Sleep.
If I went to bed Right Now, I might get the full eight hours, time spent waking up to soothe a fretful Piglet aside.
But I am not going to go to sleep right now, because I am writing this. And the glow of the computer screen is going to adjust my hormone levels, apparently, so that everything goes out of sync and I end up wide awake and wired as one of the Happy Mondays at the Hacienda in 1989, unable to sleep for three weeks.
And this is what it has been like every night since I last wrote on here, and that is why I never do. Sleep wins out every time.
On Saturday Piglet went to his first birthday party. Not his own, obvs, as he is only ten and a half months. The venue was a thing called a baby cafe. In Islington. We don’t have such things in Wembley, as no one would be so shamelessly middle class as to actually name their business a baby cafe, instead of something much more sensible, like a soft play centre, or Cafe Nero, even if it ends up as the former due to the preponderance therein of both babies and coffee.
Anyway, you can imagine what it was like walking into this baby cafe.
In short, it was a peculiarly upper middle class version of Hell.
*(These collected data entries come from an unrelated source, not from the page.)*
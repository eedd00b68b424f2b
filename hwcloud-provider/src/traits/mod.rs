//! Handler traits implemented by resources and data sources

mod data_source;
mod resource;

pub use data_source::DataSource;
pub use resource::Resource;
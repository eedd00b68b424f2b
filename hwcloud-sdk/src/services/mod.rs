//! Typed request and response helpers per cloud service.
//!
//! Each module exposes path helpers, option structs implementing
//! [`RequestBody`](crate::request::RequestBody) and thin async functions over a
//! [`ServiceClient`](crate::ServiceClient). Responses stay as `serde_json::Value`
//! unless a typed shape is useful to callers.

pub mod apig;
pub mod asm;
pub mod cbr;
pub mod ces;
pub mod dds;
pub mod dns;
pub mod nat;
pub mod tags;
pub mod vpc;

use serde_json::Value;

use crate::error::{Result, SdkError};

/// Take `key` out of a response body, failing when it is missing.
pub(crate) fn take_member(service: &str, mut body: Value, key: &str) -> Result<Value> {
    match body.get_mut(key).map(Value::take) {
        Some(value) if !value.is_null() => Ok(value),
        _ => Err(SdkError::ParseError {
            service: service.to_string(),
            detail: format!("response has no `{key}` member"),
        }),
    }
}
There were women in Thai fishermen’s pants of baggy denim with elasticated waists; there were bespectacled middle class men strapping on special trainers designed specifically so that feet don’t slide off the pedals whilst cycling (doubtless with the baby being pulled along behind in one of those little baby-tents): there was eggs benedict being eaten; there were flat whites being drunk out of glass cups with no handles (rather precariously, given the surroundings, clientele and overall theme); there was a selection of tasteful wooden toys strewn across the floor, and with few exceptions, every parent in there, I am delighted to report, at least looked older than me.*
It was like walking in a dazed and confused state out of a mine in which you had been working for the last twenty five years as a pit pony and suddenly seeing the sun, blinking around for a second wondering what had hit you, and then deciding it was all rubbish and going blind.
These are now my peeps, I found myself thinking in wonderment. THESE ARE MY PEEPS. I am one of THEM.
I am that woman in the fisherman pants, who just wants to be comfortable whilst lugging a baby around in an organic sling (in my case, they were Topshop leggings. I do have a shred of dignity).
I am that man on the bike with the baby-tent, regaling a nearby collection of mothers with the triumphant words “I bet you’re all wondering what THESE SHOES are for, aren’t you?”
I am the one who replied “I already know. I used to be really into cycling.” And then, with a sigh, “used to,” as though life as we know it is now over for all of us.
I am definitely all the women still breastfeeding children old enough to go to secondary school.
Ladies and gentlemen, this is my life. These are my peeps.
*This does not mean they were. I am of the opinion that I look about seventeen. The mirror suggests otherwise, and that somewhat alarmingly I may in fact have inherited my father’s terrifyingly accelerated rate of ageing, but I’m pretty sure it’s lying.